Google is back in court and will argue against breaking up the company on the grounds that the US needs all of Google’s businesses to take on China and uphold national security.
The Google remedies case, which is taking place in a Washington DC court, will listen to arguments by the Department of Justice (DOJ), which wants Google to divest its Chrome browser and open up searching data to rivals.
It follows a ruling by judge Amit Mehta that Google has a monopoly in search, one of the more significant antitrust decisions since a case against Microsoft in the late 90s that ruled its Windows product had a monopoly over personal computer software.
The DOJ and a group of states argue the search giant is running the Microsoft monopoly playbook, just in a different area of tech, while Google failed to convince the judge that it is hardly as powerful as Microsoft was back then.
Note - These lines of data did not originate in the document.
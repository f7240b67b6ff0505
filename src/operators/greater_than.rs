//! Greater-than comparison operator implementation

use super::helpers::validate_comparison;
use super::traits::BinaryOperator;
use crate::error::Result;
use crate::types::{DataType, Value};
use std::cmp::Ordering;

pub struct GreaterThanOperator;

impl BinaryOperator for GreaterThanOperator {
    fn name(&self) -> &'static str {
        "greater-than"
    }

    fn symbol(&self) -> &'static str {
        ">"
    }

    fn validate(&self, left: &DataType, right: &DataType) -> Result<DataType> {
        validate_comparison(left, right)
    }

    fn execute(&self, left: &Value, right: &Value) -> Result<Value> {
        if left.is_null() || right.is_null() {
            return Ok(Value::Null);
        }
        Ok(Value::boolean(
            super::compare(left, right)? == Ordering::Greater,
        ))
    }
}
//! LIKE / NOT LIKE reduction

mod common;

use basalt::{Error, Expression, PatternMatcher, ReduceContext, Result, Value};

fn text(s: &str) -> Expression {
    Expression::constant(Value::string(s))
}

fn like(left: Expression, pattern: Expression) -> Expression {
    Expression::string_match(false, left, pattern, None)
}

#[tokio::test]
async fn test_wildcards() {
    assert_eq!(
        like(text("abc"), text("a%c")).reduce_to_value(None).await.unwrap(),
        Value::boolean(true)
    );
    assert_eq!(
        like(text("abc"), text("a_c")).reduce_to_value(None).await.unwrap(),
        Value::boolean(true)
    );
    assert_eq!(
        like(text("abc"), text("b%")).reduce_to_value(None).await.unwrap(),
        Value::boolean(false)
    );
}

#[tokio::test]
async fn test_escape_makes_wildcard_literal() {
    // a\%c with escape \ matches the literal percent, not the wildcard
    let expr = Expression::string_match(
        false,
        text("a%c"),
        text("a\\%c"),
        Some(text("\\")),
    );
    assert_eq!(
        expr.reduce_to_value(None).await.unwrap(),
        Value::boolean(true)
    );
    let expr = Expression::string_match(
        false,
        text("abc"),
        text("a\\%c"),
        Some(text("\\")),
    );
    assert_eq!(
        expr.reduce_to_value(None).await.unwrap(),
        Value::boolean(false)
    );
}

#[tokio::test]
async fn test_not_like_negates() {
    let expr = Expression::string_match(true, text("abc"), text("b%"), None);
    assert_eq!(
        expr.reduce_to_value(None).await.unwrap(),
        Value::boolean(true)
    );
}

#[tokio::test]
async fn test_escape_must_be_one_character() {
    let expr = Expression::string_match(false, text("abc"), text("a%"), Some(text("!!")));
    assert_eq!(
        expr.reduce(None).await.unwrap_err(),
        Error::InvalidEscape("!!".into())
    );
    let expr = Expression::string_match(false, text("abc"), text("a%"), Some(text("")));
    assert!(matches!(
        expr.reduce(None).await.unwrap_err(),
        Error::InvalidEscape(_)
    ));
}

#[tokio::test]
async fn test_null_operands_reduce_to_null() {
    let expr = like(common::null(), text("a%"));
    assert_eq!(expr.reduce_to_value(None).await.unwrap(), Value::Null);

    let expr = like(text("abc"), common::null());
    assert_eq!(expr.reduce_to_value(None).await.unwrap(), Value::Null);

    // a null escape propagates too, even under NOT LIKE
    let expr = Expression::string_match(true, text("abc"), text("a%"), Some(common::null()));
    assert_eq!(expr.reduce_to_value(None).await.unwrap(), Value::Null);
}

#[tokio::test]
async fn test_non_string_operand_is_an_error() {
    let expr = like(common::int(1), text("a%"));
    assert!(matches!(
        expr.reduce(None).await.unwrap_err(),
        Error::TypeMismatch { .. }
    ));
}

struct CaseInsensitive;

impl PatternMatcher for CaseInsensitive {
    fn matches(&self, text: &str, pattern: &str, escape: char) -> Result<bool> {
        basalt::LikePattern.matches(
            &text.to_lowercase(),
            &pattern.to_lowercase(),
            escape,
        )
    }
}

#[tokio::test]
async fn test_pluggable_matcher() {
    let matcher = CaseInsensitive;
    let ctx = ReduceContext::new().with_pattern(&matcher);
    let expr = like(text("ABC"), text("a%"));
    // the default matcher is case-sensitive...
    assert_eq!(
        expr.reduce_to_value(None).await.unwrap(),
        Value::boolean(false)
    );
    // ...the plugged strategy is not
    assert_eq!(
        expr.reduce_to_value(Some(&ctx)).await.unwrap(),
        Value::boolean(true)
    );
}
The remedies case, which is also being heard by Mehta, will now determine if and how Google will be broken up, with Google Chrome the prime piece of real estate the DOJ is asking Google to divest.
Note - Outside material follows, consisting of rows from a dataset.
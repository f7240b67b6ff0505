//! External resolution capabilities
//!
//! Reduction suspends into these traits whenever a reference, variable
//! or function has to be resolved. The engine owns none of them: the
//! host bundles whatever it implements into a [`ReduceContext`] and
//! passes it to `reduce`. Reduction takes `Option<&ReduceContext>` so
//! that "no context at all" and "context without the needed service"
//! stay distinct errors.

use crate::error::Result;
use crate::expr::node::{Expression, FunctionArg, QualifiedName};
use crate::operators::like::PatternMatcher;
use crate::types::{DataType, Value};
use async_trait::async_trait;

/// Catalog-backed reference lookup and assignment.
///
/// `resolve` returning `None` means the name is unknown; reduction turns
/// that into the universal null, not an error.
#[async_trait]
pub trait ReferenceResolver: Send + Sync {
    async fn resolve(&self, name: &QualifiedName) -> Result<Option<Value>>;

    /// Static type of a reference, when the catalog knows it.
    fn reference_type(&self, name: &QualifiedName) -> Option<DataType>;

    async fn assign(&self, name: &QualifiedName, value: Value) -> Result<()>;
}

/// Session-scoped variables.
#[async_trait]
pub trait VariableResolver: Send + Sync {
    async fn value_of(&self, name: &str) -> Result<Option<Value>>;

    async fn assign(&self, name: &str, value: Value) -> Result<()>;

    fn variable_type(&self, name: &str) -> Option<DataType>;
}

/// An invocation descriptor: the (possibly qualified) function name and
/// its named-or-positional arguments, unreduced.
#[derive(Debug, Clone, PartialEq)]
pub struct Invocation {
    pub name: QualifiedName,
    pub arguments: Vec<FunctionArg>,
}

/// A resolved callable.
#[derive(Debug, Clone, PartialEq)]
pub struct MethodDescriptor {
    pub name: QualifiedName,
    pub returns: DataType,
}

/// Outcome of method resolution. Each non-`Found` variant maps to a
/// distinct reduction error.
#[derive(Debug, Clone, PartialEq)]
pub enum MethodLookup {
    Found(MethodDescriptor),
    NotFound,
    Ambiguous,
    /// The name resolved, but to something that is not a function (a
    /// procedure, say).
    NotAFunction,
    ArgumentMismatch(String),
}

/// Function resolution and execution.
#[async_trait]
pub trait MethodResolver: Send + Sync {
    fn resolve(&self, invocation: &Invocation) -> MethodLookup;

    /// Execute a resolved method. The produced expression is re-reduced
    /// by the engine when it is not already a constant.
    async fn invoke(
        &self,
        method: &MethodDescriptor,
        invocation: &Invocation,
        ctx: &ReduceContext<'_>,
    ) -> Result<Expression>;

    /// Whether a bare name names a built-in. Unqualified non-builtins
    /// are qualified with the current schema before resolution.
    fn is_builtin(&self, name: &str) -> bool {
        let _ = name;
        false
    }
}

/// The bundle of capabilities a reduction runs against. Every field is
/// optional; reduction reports which service was missing when it needs
/// one.
#[derive(Default, Clone, Copy)]
pub struct ReduceContext<'a> {
    pub references: Option<&'a dyn ReferenceResolver>,
    pub variables: Option<&'a dyn VariableResolver>,
    pub methods: Option<&'a dyn MethodResolver>,
    /// Pattern-matching strategy for LIKE; the built-in matcher is used
    /// when absent.
    pub pattern: Option<&'a dyn PatternMatcher>,
    pub current_schema: Option<&'a str>,
}

impl<'a> ReduceContext<'a> {
    pub fn new() -> ReduceContext<'a> {
        ReduceContext::default()
    }

    pub fn with_references(mut self, references: &'a dyn ReferenceResolver) -> Self {
        self.references = Some(references);
        self
    }

    pub fn with_variables(mut self, variables: &'a dyn VariableResolver) -> Self {
        self.variables = Some(variables);
        self
    }

    pub fn with_methods(mut self, methods: &'a dyn MethodResolver) -> Self {
        self.methods = Some(methods);
        self
    }

    pub fn with_pattern(mut self, pattern: &'a dyn PatternMatcher) -> Self {
        self.pattern = Some(pattern);
        self
    }

    pub fn with_schema(mut self, schema: &'a str) -> Self {
        self.current_schema = Some(schema);
        self
    }
}
//! Logical XOR operator implementation

use super::helpers::validate_logical;
use super::traits::BinaryOperator;
use crate::error::Result;
use crate::types::{DataType, Value};

pub struct XorOperator;

impl BinaryOperator for XorOperator {
    fn name(&self) -> &'static str {
        "logical XOR"
    }

    fn symbol(&self) -> &'static str {
        "XOR"
    }

    fn validate(&self, left: &DataType, right: &DataType) -> Result<DataType> {
        validate_logical(left, right)
    }

    fn execute(&self, left: &Value, right: &Value) -> Result<Value> {
        match (left.as_truth()?, right.as_truth()?) {
            (Some(a), Some(b)) => Ok(Value::boolean(a != b)),
            _ => Ok(Value::Null),
        }
    }
}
This week, the DOJ’s David Dahlquist said he hoped the case would show large corporations that there are consequences to breaking antitrust legislation.
“Google can compete, but it simply doesn’t want to compete on a level playing field,” he said. “Google is now fearful of competing against rivals who will only get stronger with the proposed remedies in place.”
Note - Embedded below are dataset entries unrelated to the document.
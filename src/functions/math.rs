//! SQRT, POWER, LOG2 and trigonometric functions

use super::{
    numeric_arg, validate_numeric_args, Function, FunctionCatalog, FunctionSignature,
};
use crate::error::Result;
use crate::types::{DataType, Numeric, Value};
use std::sync::Arc;

pub struct SqrtFunction;
pub struct PowerFunction;
pub struct Log2Function;
pub struct SinFunction;
pub struct CosFunction;
pub struct TanFunction;
pub struct AbsFunction;

impl Function for SqrtFunction {
    fn signature(&self) -> &FunctionSignature {
        static SIGNATURE: FunctionSignature = FunctionSignature {
            name: "SQRT",
            min_args: 1,
            max_args: 1,
            returns: DataType::Numeric,
        };
        &SIGNATURE
    }

    fn validate(&self, arg_types: &[DataType]) -> Result<DataType> {
        validate_numeric_args("SQRT", arg_types)
    }

    fn execute(&self, args: &[Value]) -> Result<Value> {
        Ok(Value::Numeric(numeric_arg(args, 0, "SQRT")?.sqrt()))
    }
}

impl Function for PowerFunction {
    fn signature(&self) -> &FunctionSignature {
        static SIGNATURE: FunctionSignature = FunctionSignature {
            name: "POWER",
            min_args: 2,
            max_args: 2,
            returns: DataType::Numeric,
        };
        &SIGNATURE
    }

    fn validate(&self, arg_types: &[DataType]) -> Result<DataType> {
        validate_numeric_args("POWER", arg_types)
    }

    fn execute(&self, args: &[Value]) -> Result<Value> {
        let base = numeric_arg(args, 0, "POWER")?;
        let exponent = numeric_arg(args, 1, "POWER")?;
        Ok(Value::Numeric(base.power(&exponent)?))
    }
}

impl Function for Log2Function {
    fn signature(&self) -> &FunctionSignature {
        static SIGNATURE: FunctionSignature = FunctionSignature {
            name: "LOG2",
            min_args: 1,
            max_args: 1,
            returns: DataType::Numeric,
        };
        &SIGNATURE
    }

    fn validate(&self, arg_types: &[DataType]) -> Result<DataType> {
        validate_numeric_args("LOG2", arg_types)
    }

    fn execute(&self, args: &[Value]) -> Result<Value> {
        Ok(Value::Numeric(numeric_arg(args, 0, "LOG2")?.log2()?))
    }
}

macro_rules! trig_function {
    ($type:ident, $name:literal, $method:ident) => {
        impl Function for $type {
            fn signature(&self) -> &FunctionSignature {
                static SIGNATURE: FunctionSignature = FunctionSignature {
                    name: $name,
                    min_args: 1,
                    max_args: 1,
                    returns: DataType::Numeric,
                };
                &SIGNATURE
            }

            fn validate(&self, arg_types: &[DataType]) -> Result<DataType> {
                validate_numeric_args($name, arg_types)
            }

            fn execute(&self, args: &[Value]) -> Result<Value> {
                Ok(Value::Numeric(numeric_arg(args, 0, $name)?.$method()))
            }
        }
    };
}

trig_function!(SinFunction, "SIN", sin);
trig_function!(CosFunction, "COS", cos);
trig_function!(TanFunction, "TAN", tan);

impl Function for AbsFunction {
    fn signature(&self) -> &FunctionSignature {
        static SIGNATURE: FunctionSignature = FunctionSignature {
            name: "ABS",
            min_args: 1,
            max_args: 1,
            returns: DataType::Numeric,
        };
        &SIGNATURE
    }

    fn validate(&self, arg_types: &[DataType]) -> Result<DataType> {
        validate_numeric_args("ABS", arg_types)
    }

    fn execute(&self, args: &[Value]) -> Result<Value> {
        Ok(Value::Numeric(numeric_arg(args, 0, "ABS")?.abs()))
    }
}

/// Register the math functions
pub(super) fn register(catalog: &mut FunctionCatalog) {
    catalog.register(Arc::new(SqrtFunction));
    catalog.register(Arc::new(PowerFunction));
    catalog.register(Arc::new(Log2Function));
    catalog.register(Arc::new(SinFunction));
    catalog.register(Arc::new(CosFunction));
    catalog.register(Arc::new(TanFunction));
    catalog.register(Arc::new(AbsFunction));
}
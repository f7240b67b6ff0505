//! Logical NOT operator implementation

use super::helpers::validate_logical_operand;
use super::traits::UnaryOperator;
use crate::error::Result;
use crate::types::{DataType, Value};

pub struct NotOperator;

impl UnaryOperator for NotOperator {
    fn name(&self) -> &'static str {
        "logical NOT"
    }

    fn symbol(&self) -> &'static str {
        "NOT"
    }

    fn validate(&self, operand: &DataType) -> Result<DataType> {
        validate_logical_operand(operand)
    }

    fn execute(&self, operand: &Value) -> Result<Value> {
        match operand.as_truth()? {
            Some(b) => Ok(Value::boolean(!b)),
            None => Ok(Value::Null),
        }
    }
}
The tech giant has warned that divesting Chrome will harm its ability to innovate and compete with the likes of China’s DeepSeek in the AI arms race.
In a blog post, Google’s vice president of regulatory affairs Lee-Anne Mulholland argues that split off Chrome and Android would “break those platforms, hurt businesses built on them, and undermine security. Google keeps more people safe online than any other company in the world”.
“The DOJ’s proposal would also hamstring how we develop AI…That would hold back American innovation at a critical juncture. We’re in a fiercely competitive global race with China for the next generation of technology leadership, and Google is at the forefront of American companies making scientific and technological breakthroughs.”
Google will also argue that “forcing Google to share sensitive and private search queries with companies you may never have heard of, jeopardising your privacy and security”. Preventing Google from competing for the right to distribute search would “raise prices and slow innovation”, the Mulholland wrote.
The case, which continues this week, should wrap up by August.